To Emily Dickinson, phosphorescence was a divine spark and the illuminating light behind learning — it was volatile, but transformative in nature. Produced by the Emily Dickinson Museum, the Phosphorescence Contemporary Poetry Series celebrates contemporary creativity that echoes Dickinson’s own revolutionary poetic voice. The Series features established and emerging poets whose work and backgrounds represent the diversity of the flourishing contemporary poetry scene. Join us on a Thursday evening each month to hear from poets around the world as they read their work and discuss what poetry and Dickinson mean to them.
About this month’s poets:
Stephanie Choi’s poems appear in Copper Nickel, Blackbird, Electric Literature, and elsewhere.

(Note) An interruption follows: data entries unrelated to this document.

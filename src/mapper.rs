//! Field mapping: naming conventions, dotted paths, key components
//!
//! Declared identifiers are snake_case (`max_connections`) or camelCase
//! (`maxConnections`); documents use hyphenated names (`max-connections`).
//! Conversions are memoized process-wide.

use std::sync::Arc;

use dashmap::DashMap;
use once_cell::sync::Lazy;

use crate::document::{Node, NodeMap};
use crate::error::BindError;
use crate::registry::DefaultRegistry;
use crate::schema::{FieldSchema, Kind, RecordSchema};

/// Identifier → external name memo
static EXTERNAL_NAMES: Lazy<DashMap<String, Arc<str>>> = Lazy::new(DashMap::new);

// ============================================================================
// NAMING
// ============================================================================

/// Convert a declared identifier to its hyphenated document name.
///
/// A `-` is inserted at every lower→upper boundary and every letter→digit
/// boundary; `_` counts as a separator; the result is lowercased.
///
/// ```
/// use bindery::mapper::to_external;
/// assert_eq!(&*to_external("maxConnections"), "max-connections");
/// assert_eq!(&*to_external("retry_count"), "retry-count");
/// assert_eq!(&*to_external("ipv4Address"), "ipv-4address");
/// ```
pub fn to_external(identifier: &str) -> Arc<str> {
    if let Some(name) = EXTERNAL_NAMES.get(identifier) {
        return Arc::clone(name.value());
    }

    let converted: Arc<str> = Arc::from(convert_identifier(identifier));
    EXTERNAL_NAMES.insert(identifier.to_string(), Arc::clone(&converted));
    converted
}

fn convert_identifier(identifier: &str) -> String {
    let mut out = String::with_capacity(identifier.len() + 4);
    let mut prev: Option<char> = None;

    for c in identifier.chars() {
        if c == '_' || c == '-' {
            if !out.is_empty() && !out.ends_with('-') {
                out.push('-');
            }
            prev = None;
            continue;
        }

        if let Some(p) = prev {
            let boundary = (p.is_lowercase() && c.is_uppercase())
                || (p.is_alphabetic() && c.is_ascii_digit());
            if boundary && !out.ends_with('-') {
                out.push('-');
            }
        }

        out.extend(c.to_lowercase());
        prev = Some(c);
    }

    out.trim_end_matches('-').to_string()
}

/// Convert a hyphenated document name back to a snake_case identifier
pub fn to_identifier(external: &str) -> String {
    external.replace('-', "_")
}

/// Effective external name: a non-empty rename wins, else the derived name
pub fn external_name(identifier: &str, rename: Option<&str>) -> Arc<str> {
    match rename {
        Some(rename) if !rename.is_empty() => Arc::from(rename),
        _ => to_external(identifier),
    }
}

// ============================================================================
// PATHS
// ============================================================================

/// `join("server", "port")` → `server.port`; an empty prefix yields the name
pub fn join(prefix: &str, name: &str) -> String {
    if prefix.is_empty() {
        name.to_string()
    } else {
        format!("{}.{}", prefix, name)
    }
}

/// `index("servers", 2)` → `servers[2]`
pub fn index(prefix: &str, i: usize) -> String {
    format!("{}[{}]", prefix, i)
}

/// Look a (possibly dotted) name up in a map.
///
/// An exact key match wins; otherwise the name is split on `.` and each step
/// must land on a map. Returns `None` at the first missing step.
pub fn navigate<'a>(map: &'a NodeMap, dotted: &str) -> Option<&'a Node> {
    if let Some(node) = map.get(dotted) {
        return Some(node);
    }
    if !dotted.contains('.') {
        return None;
    }

    let mut steps = dotted.split('.');
    let first = steps.next()?;
    let mut current = map.get(first)?;
    for step in steps {
        current = current.as_object()?.get(step)?;
    }
    Some(current)
}

// ============================================================================
// KEY COMPONENTS
// ============================================================================

/// The key field of a compound type, if it declares one
pub fn key_component(schema: &RecordSchema) -> Option<(usize, &FieldSchema)> {
    schema.fields().iter().enumerate().find(|(_, f)| f.is_key())
}

/// One entry whose key can populate a scalar key field
pub fn is_simple_key_mapping(map: &NodeMap, key_field: &FieldSchema) -> bool {
    map.len() == 1 && key_field.type_ref().is_scalar()
}

/// Whether a field's value is read from its parent's map rather than from
/// an entry of its own
pub fn reads_parent_map(field: &FieldSchema) -> bool {
    field.is_inline()
        && match field.type_ref().kind() {
            Kind::Record(_) => true,
            Kind::Capability(capability) => capability.declaration().is_inline(),
            _ => false,
        }
}

/// All names a compound type reads from its own map, inline records
/// flattened into their parent.
///
/// A fully-inline capability contributes its discriminator key: its
/// implementation's fields vary, the key does not.
pub fn external_names(schema: &RecordSchema) -> Result<Vec<Arc<str>>, BindError> {
    let mut names = Vec::with_capacity(schema.len());
    for field in schema.fields() {
        match field.type_ref().kind() {
            Kind::Record(record) if field.is_inline() => {
                let nested = record.schema()?;
                names.extend(external_names(&nested)?);
            }
            Kind::Capability(capability) if field.is_inline() && capability.declaration().is_inline() => {
                names.push(Arc::from(capability.declaration().key()));
            }
            _ => names.push(Arc::from(field.external_name())),
        }
    }
    Ok(names)
}

// ============================================================================
// DEFAULTS
// ============================================================================

/// Default node for an absent field.
///
/// `Ok(None)` means the field is optional and has no default.
pub fn resolve_default(
    defaults: &DefaultRegistry,
    field: &FieldSchema,
    path: &str,
) -> Result<Option<Node>, BindError> {
    match defaults.resolve(field.type_ref().id(), field.markers()) {
        Some(node) => Ok(Some(node)),
        None if field.is_optional() => Ok(None),
        None => Err(BindError::MissingRequiredField {
            path: path.to_string(),
        }),
    }
}

#[cfg(test)]
mod tests {
    use super::*;
    use proptest::prelude::*;
    use serde_json::json;

    // ═══════════════════════════════════════════
    // NAMING
    // ═══════════════════════════════════════════

    #[test]
    fn camel_and_snake_case_become_hyphenated() {
        assert_eq!(&*to_external("name"), "name");
        assert_eq!(&*to_external("maxConnections"), "max-connections");
        assert_eq!(&*to_external("max_connections"), "max-connections");
        assert_eq!(&*to_external("HTTPServer"), "httpserver");
        assert_eq!(&*to_external("retry2Times"), "retry-2times");
        assert_eq!(&*to_external("ipv4Address"), "ipv-4address");
        assert_eq!(&*to_external("already-hyphenated"), "already-hyphenated");
        assert_eq!(&*to_external("_leading"), "leading");
    }

    #[test]
    fn conversion_is_memoized() {
        let a = to_external("connectTimeout");
        let b = to_external("connectTimeout");
        assert!(Arc::ptr_eq(&a, &b));
    }

    #[test]
    fn rename_wins_unless_empty() {
        assert_eq!(&*external_name("host", Some("hostname")), "hostname");
        assert_eq!(&*external_name("hostName", Some("")), "host-name");
        assert_eq!(&*external_name("hostName", None), "host-name");
    }

    #[test]
    fn identifiers_round_trip_for_snake_case() {
        assert_eq!(to_identifier("max-connections"), "max_connections");
    }

    // ═══════════════════════════════════════════
    // PATHS
    // ═══════════════════════════════════════════

    #[test]
    fn paths_join_and_index() {
        assert_eq!(join("", "port"), "port");
        assert_eq!(join("server", "port"), "server.port");
        assert_eq!(index("servers", 1), "servers[1]");
        assert_eq!(join(&index("servers", 1), "port"), "servers[1].port");
    }

    #[test]
    fn navigate_descends_through_maps() {
        let node = json!({"db": {"pool": {"size": 4}}, "a.b": 1, "leaf": 3});
        let map = node.as_object().unwrap();

        assert_eq!(navigate(map, "db.pool.size"), Some(&json!(4)));
        assert_eq!(navigate(map, "a.b"), Some(&json!(1)));
        assert_eq!(navigate(map, "db.missing"), None);
        assert_eq!(navigate(map, "leaf.deeper"), None);
        assert_eq!(navigate(map, "absent"), None);
    }

    proptest! {
        #[test]
        fn external_names_are_lowercase_without_separator_runs(ident in "[a-zA-Z][a-zA-Z0-9_]{0,24}") {
            let external = to_external(&ident);
            prop_assert!(!external.chars().any(|c| c.is_uppercase()));
            prop_assert!(!external.contains("--"));
            prop_assert!(!external.contains('_'));
            prop_assert!(!external.ends_with('-'));
        }

        #[test]
        fn snake_case_identifiers_round_trip(ident in "[a-z]{1,8}(_[a-z]{1,8}){0,3}") {
            prop_assert_eq!(to_identifier(&to_external(&ident)), ident);
        }
    }
}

She is a graduate of the University of Arizona and the University of Utah. She is currently the poet-in-residence at Sewanee: The University of the South. Her debut collection, The Lengest Neoi, was selected by Brenda Shaughnessy for the 2023 Iowa Poetry Prize and will be published by the University of Iowa Press in 2024. xostephchoi.com
Saba Keramati is a Chinese-Iranian writer from the San Francisco Bay Area. Her debut poetry collection, Self-Mythology, was selected by Patricia Smith for publication in the Miller Williams Poetry Series at University of Arkansas Press, and is forthcoming in Spring 2024. A winner of the 2023 92NY Discovery Poetry Prize, Saba holds an MFA from UC Davis, where she was a Dean’s Graduate Fellow for Creative Arts. She is the Poetry Editor at Sundog Lit. sabakeramati.com
Samyak Shertok’s debut collection, No Rhododendron, was selected by Kimiko Hahn for the 2024 AWP Donald Hall Prize for Poetry and is forthcoming from the University of Pittsburgh Press (Pitt Poetry Series) in 2025. His poems appear in The Cincinnati Review, The Gettysburg Review, The Iowa Review, The Kenyon Review, POETRY, Shenandoah, Best New Poets, and elsewhere. A finalist for the National Poetry Series, the Agnes Lynch Starrett Poetry Prize, and the Jake Adam York Prize, he has received fellowships from Aspen Words, the Helene Wurlitzer Foundation, and the Fine Arts Work Center in Provincetown. His work has been awarded the Robert and Adele Schiff Award for Poetry, the Gulf Coast Prize in Poetry, and the Auburn Witness Poetry Prize. Originally from Nepal, he was the inaugural Hughes Fellow in Poetry at Southern Methodist University and is currently an Assistant Professor of Creative Writing at Hendrix College.